Executes arbitrary Windows command-line operations (PowerShell, cmd.exe, batch scripts) through MCP tool bindings with built-in allowlist/blocklist filtering and execution context isolation. Commands are validated against configurable security policies before execution, preventing access to sensitive system operations. The server maintains separate execution contexts per command to prevent state leakage between invocations.

Generates new project structures and boilerplate code for common Windows development patterns (console apps, web services, scripts) by invoking dotnet CLI or custom template engines. Templates are stored as configuration files or embedded resources and expanded with variable substitution for project names, namespaces, and paths. The server coordinates directory creation, file generation, and initial dependency installation in a single atomic operation.

Queries Windows system metadata (OS version, installed software, environment variables, disk usage, running processes, network configuration) through WMI, Registry, or PowerShell cmdlets. Results are parsed into structured JSON objects with normalized field names and units. The server caches frequently-accessed data (e.g., OS version) to reduce repeated WMI queries, with configurable TTL for cache invalidation.

Registers Windows command execution and project scaffolding as MCP tools with JSON Schema definitions that describe parameters, return types, and constraints.
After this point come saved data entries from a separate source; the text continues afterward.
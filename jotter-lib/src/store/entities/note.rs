use agdb::{DbAny, DbError, DbId, DbKeyValue, QueryBuilder};
use getset::{CopyGetters, Getters};
use tracing::debug;

use crate::store::{
    db::{Db, models::NoteModel},
    entities::{ConflictToken, Result, profile},
};

/// A titled piece of content owned by exactly one profile.
///
/// This is a snapshot of the stored record; it does not follow later changes.
#[derive(Debug, Clone, PartialEq, Eq, Getters, CopyGetters)]
pub struct Note {
    #[getset(get = "pub")]
    title: String,
    #[getset(get = "pub")]
    content: String,
    #[getset(get_copy = "pub")]
    favorite: bool,
    /// Creation instant, also the token an update has to present.
    #[getset(get_copy = "pub")]
    created_at: ConflictToken,
}

/// The fields an update overwrites. The creation instant is never among them.
#[derive(Debug, Clone, PartialEq, Eq)]
pub struct NoteEdit {
    pub title: String,
    pub content: String,
    pub favorite: bool,
}

impl NoteEdit {
    pub fn new(title: impl Into<String>, content: impl Into<String>, favorite: bool) -> Self {
        Self {
            title: title.into(),
            content: content.into(),
            favorite,
        }
    }
}

impl Note {
    /// An edit that would leave this note exactly as it is.
    pub fn edit(&self) -> NoteEdit {
        NoteEdit::new(self.title.clone(), self.content.clone(), self.favorite)
    }

    /// Insert an empty note unless the profile already has one with this title.
    ///
    /// Returns `false` as well when no profile is called `profile_name`.
    pub(crate) fn add(db: &Db, profile_name: &str, title: &str) -> Result<bool> {
        let created = db.write(|db| {
            let Some(profile_id) = owner(db, profile_name)? else {
                return Ok(false);
            };

            let notes = owned(db, profile_id)?;
            if notes.iter().any(|n| n.title == title) {
                return Ok(false);
            }

            let newest = notes.iter().map(|n| ConflictToken::from(n.created_at)).max();
            let model = NoteModel::new(title, ConflictToken::next(newest).micros());

            db.transaction_mut(|t| -> std::result::Result<bool, DbError> {
                let note_id = t
                    .exec_mut(QueryBuilder::insert().element(model).query())?
                    .elements
                    .first()
                    .ok_or_else(|| DbError::from("NoteModel insertion returned no element"))?
                    .id;

                t.exec_mut(
                    QueryBuilder::insert()
                        .edges()
                        .from(profile_id)
                        .to(note_id)
                        .query(),
                )?;

                Ok(true)
            })
        })?;

        if created {
            debug!("Created note {title} for {profile_name}");
        } else {
            debug!("Refused to create note {title} for {profile_name}");
        }

        Ok(created)
    }

    /// Every note of the profile, oldest first.
    pub(crate) fn list(db: &Db, profile_name: &str) -> Result<Vec<Self>> {
        let mut models = db.read(|db| match owner(db, profile_name)? {
            Some(profile_id) => owned(db, profile_id),
            None => Ok(Vec::new()),
        })?;

        models.sort_by_key(|n| n.created_at);

        Ok(models.into_iter().map(Note::from).collect())
    }

    pub(crate) fn search(db: &Db, profile_name: &str, title: &str) -> Result<Option<Self>> {
        let model = db.read(|db| {
            let Some(profile_id) = owner(db, profile_name)? else {
                return Ok(None);
            };

            Ok(owned(db, profile_id)?.into_iter().find(|n| n.title == title))
        })?;

        Ok(model.map(Note::from))
    }

    /// Overwrite the title, content and favorite flag of the note `old_title` created at
    /// `expected`.
    ///
    /// Refused when another note of the profile already carries `edit.title`, or when no
    /// note matches both `old_title` and `expected`.
    pub(crate) fn update(
        db: &Db,
        profile_name: &str,
        old_title: &str,
        expected: ConflictToken,
        edit: &NoteEdit,
    ) -> Result<bool> {
        let updated = db.write(|db| {
            let Some(profile_id) = owner(db, profile_name)? else {
                return Ok(false);
            };

            let notes = owned(db, profile_id)?;

            // Renaming a note to its own title finds the note itself, which carries `expected`
            if notes
                .iter()
                .any(|n| n.title == edit.title && n.created_at != expected.micros())
            {
                return Ok(false);
            }

            let Some(target) = notes
                .iter()
                .find(|n| n.title == old_title && n.created_at == expected.micros())
                .and_then(|n| n.db_id)
            else {
                return Ok(false);
            };

            let values: Vec<DbKeyValue> = vec![
                DbKeyValue::from(("title", edit.title.as_str())),
                DbKeyValue::from(("content", edit.content.as_str())),
                DbKeyValue::from(("favorite", edit.favorite)),
            ];
            db.exec_mut(QueryBuilder::insert().values(vec![values]).ids(target).query())?;

            Ok(true)
        })?;

        if updated {
            debug!("Updated note {old_title} of {profile_name}");
        } else {
            debug!(
                "Refused to update note {old_title} of {profile_name}: stale token {expected} or title {} taken",
                edit.title
            );
        }

        Ok(updated)
    }

    /// Delete the note if it exists; a missing note is not an error.
    pub(crate) fn remove(db: &Db, profile_name: &str, title: &str) -> Result<()> {
        let removed = db.write(|db| {
            let Some(profile_id) = owner(db, profile_name)? else {
                return Ok(false);
            };

            let ids: Vec<DbId> = owned(db, profile_id)?
                .into_iter()
                .filter(|n| n.title == title)
                .filter_map(|n| n.db_id)
                .collect();

            if ids.is_empty() {
                return Ok(false);
            }

            db.exec_mut(QueryBuilder::remove().ids(ids).query())?;

            Ok(true)
        })?;

        if removed {
            debug!("Removed note {title} of {profile_name}");
        }

        Ok(())
    }
}

impl From<NoteModel> for Note {
    fn from(model: NoteModel) -> Self {
        Self {
            title: model.title,
            content: model.content,
            favorite: model.favorite,
            created_at: ConflictToken::from(model.created_at),
        }
    }
}

fn owner(db: &DbAny, profile_name: &str) -> std::result::Result<Option<DbId>, DbError> {
    Ok(profile::find(db, profile_name)?.and_then(|p| p.db_id))
}

/// All note records hanging off the given profile node, in no particular order.
fn owned(db: &DbAny, profile_id: DbId) -> std::result::Result<Vec<NoteModel>, DbError> {
    db.exec(
        QueryBuilder::select()
            .elements::<NoteModel>()
            .search()
            .from(profile_id)
            .where_()
            .neighbor()
            .query(),
    )?
    .try_into()
}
The server implements the MCP tool_call protocol, exposing tools to compatible clients (Claude Desktop, custom implementations) with full schema introspection. Tool definitions are generated at startup from configuration files and can include usage examples, error handling guidance, and security policies.

Enforces command execution policies by maintaining configurable allowlist (permitted commands) and blocklist (forbidden commands/patterns) that are evaluated before OS invocation. Policies can be specified as exact command matches, regex patterns, or command prefixes. The server logs all command invocations (permitted and denied) with timestamps and source context for audit trails. Policy evaluation happens synchronously in the request path with minimal overhead.

Captures command exit codes, stdout, stderr, and execution exceptions, normalizing them into a consistent JSON response format with error classification (success, user-error, system-error, timeout, permission-denied). The server includes structured error messages with remediation suggestions and context about what failed. Stderr is parsed to extract common error patterns (file-not-found, permission-denied, syntax-error) and mapped to standard error codes.

Reads, sets, and modifies Windows environment variables (user and system scopes) through Registry or SetEnvironmentVariable API calls. The server maintains a session-local environment context that persists across multiple command invocations within the same MCP session, enabling workflows where one command sets variables for subsequent commands. Changes can be scoped to the current process (temporary) or persisted to the Registry (permanent).

Executes multiple commands in sequence with automatic dependency resolution and conditional execution based on previous command results. Commands can be marked as dependent on prior commands, and execution halts on first failure unless configured to continue. The server tracks execution state (pending, running, succeeded, failed) for each command and provides a summary report with timing information. Commands can reference outputs from previous steps using template syntax (e.g., ${step1.stdout}).